» **REQUIREMENT**: Scan the entries for lines with the word "height", then copy those lines.

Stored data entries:
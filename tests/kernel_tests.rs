use image::{Rgba, RgbaImage};

use parallaxframe::assets::ScenePair;
use parallaxframe::processing::color::linear_to_srgb;
use parallaxframe::processing::kernel::render_frame;
use parallaxframe::signal::{FrameSignal, OffsetVector, RotationVector, SourceKind};

fn signal(offset: OffsetVector, rotation: RotationVector) -> FrameSignal {
    FrameSignal {
        offset,
        rotation,
        source: SourceKind::Pointer,
    }
}

fn srgb_u8(byte: u8) -> u8 {
    (linear_to_srgb(f32::from(byte) / 255.0) * 255.0)
        .round()
        .clamp(0.0, 255.0) as u8
}

fn gradient(width: u32, height: u32) -> RgbaImage {
    RgbaImage::from_fn(width, height, |x, y| {
        Rgba([(x * 37 % 256) as u8, (y * 53 % 256) as u8, 99, 255])
    })
}

#[test]
fn zero_offset_round_trips_through_the_transfer_curve() {
    let color = gradient(8, 6);
    let depth = RgbaImage::from_pixel(8, 6, Rgba([200, 0, 0, 255]));
    let scene = ScenePair::new(color.clone(), &depth).unwrap();

    let out = render_frame(&scene, &signal(OffsetVector::ZERO, RotationVector::ZERO));

    // Depth has no effect when the offset is zero: every output pixel is the
    // transfer curve applied to the unmodified color sample.
    for (x, y, px) in out.enumerate_pixels() {
        let src = color.get_pixel(x, y);
        assert_eq!(px[0], srgb_u8(src[0]), "red at ({x},{y})");
        assert_eq!(px[1], srgb_u8(src[1]), "green at ({x},{y})");
        assert_eq!(px[2], srgb_u8(src[2]), "blue at ({x},{y})");
        assert_eq!(px[3], src[3], "alpha at ({x},{y})");
    }
}

#[test]
fn zero_depth_never_shifts() {
    let color = gradient(4, 1);
    let depth = RgbaImage::from_pixel(4, 1, Rgba([0, 0, 0, 255]));
    let scene = ScenePair::new(color.clone(), &depth).unwrap();

    let out = render_frame(&scene, &signal(OffsetVector::new(0.25, 0.0), RotationVector::ZERO));

    for (x, y, px) in out.enumerate_pixels() {
        assert_eq!(px[0], srgb_u8(color.get_pixel(x, y)[0]));
    }
}

#[test]
fn full_depth_shifts_by_exactly_the_offset() {
    let color = gradient(4, 1);
    let depth = RgbaImage::from_pixel(4, 1, Rgba([255, 0, 0, 255]));
    let scene = ScenePair::new(color.clone(), &depth).unwrap();

    // 0.25 in normalized units is exactly one texel of a 4-wide image.
    let out = render_frame(&scene, &signal(OffsetVector::new(0.25, 0.0), RotationVector::ZERO));

    for (x, _, px) in out.enumerate_pixels() {
        let shifted = (x + 1).min(3); // edge-clamped at the right border
        assert_eq!(px[0], srgb_u8(color.get_pixel(shifted, 0)[0]));
    }
}

#[test]
fn solid_red_scene_stays_red_under_offset() {
    // Solid red color, mid-gray depth, offset (0.02, 0): every pixel samples
    // red somewhere, and the transfer curve maps full intensity back to 1.0.
    let color = RgbaImage::from_pixel(16, 16, Rgba([255, 0, 0, 255]));
    let depth = RgbaImage::from_pixel(16, 16, Rgba([128, 128, 128, 255]));
    let scene = ScenePair::new(color, &depth).unwrap();

    let out = render_frame(&scene, &signal(OffsetVector::new(0.02, 0.0), RotationVector::ZERO));

    for px in out.pixels() {
        assert_eq!(*px, Rgba([255, 0, 0, 255]));
    }
}

#[test]
fn out_of_range_sampling_clamps_to_the_edge() {
    let mut color = RgbaImage::from_pixel(4, 1, Rgba([0, 0, 0, 255]));
    color.put_pixel(3, 0, Rgba([255, 255, 255, 255]));
    let depth = RgbaImage::from_pixel(4, 1, Rgba([255, 0, 0, 255]));
    let scene = ScenePair::new(color, &depth).unwrap();

    // Offset far beyond the image: everything clamps to the rightmost texel
    // instead of wrapping back to the left edge.
    let out = render_frame(&scene, &signal(OffsetVector::new(5.0, 0.0), RotationVector::ZERO));

    for px in out.pixels() {
        assert_eq!(px[0], 255);
    }
}

#[test]
fn roll_rotation_mirrors_the_frame_at_half_turn() {
    let color = gradient(6, 1);
    let depth = RgbaImage::from_pixel(6, 1, Rgba([0, 0, 0, 255]));
    let scene = ScenePair::new(color.clone(), &depth).unwrap();

    let out = render_frame(
        &scene,
        &signal(
            OffsetVector::ZERO,
            RotationVector::new(0.7, -0.3, std::f32::consts::PI),
        ),
    );

    // alpha/beta components are ignored; gamma of pi flips about the center.
    for (x, _, px) in out.enumerate_pixels() {
        let mirrored = 5 - x;
        assert_eq!(px[0], srgb_u8(color.get_pixel(mirrored, 0)[0]));
    }
}

#[test]
fn lower_resolution_depth_scales_with_the_same_ratio() {
    let color = gradient(8, 4);
    let depth = RgbaImage::from_pixel(4, 2, Rgba([255, 0, 0, 255]));
    let scene = ScenePair::new(color.clone(), &depth).unwrap();

    let out = render_frame(&scene, &signal(OffsetVector::new(0.25, 0.0), RotationVector::ZERO));

    // Depth of 1.0 everywhere regardless of resolution: exact offset shift.
    for (x, y, px) in out.enumerate_pixels() {
        let shifted = (x + 2).min(7);
        assert_eq!(px[0], srgb_u8(color.get_pixel(shifted, y)[0]));
    }
}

» **TASK ANSWER**:
fn gradient(width: u32, height: u32) -> RgbaImage {
    RgbaImage::from_fn(width, height, |x, y| {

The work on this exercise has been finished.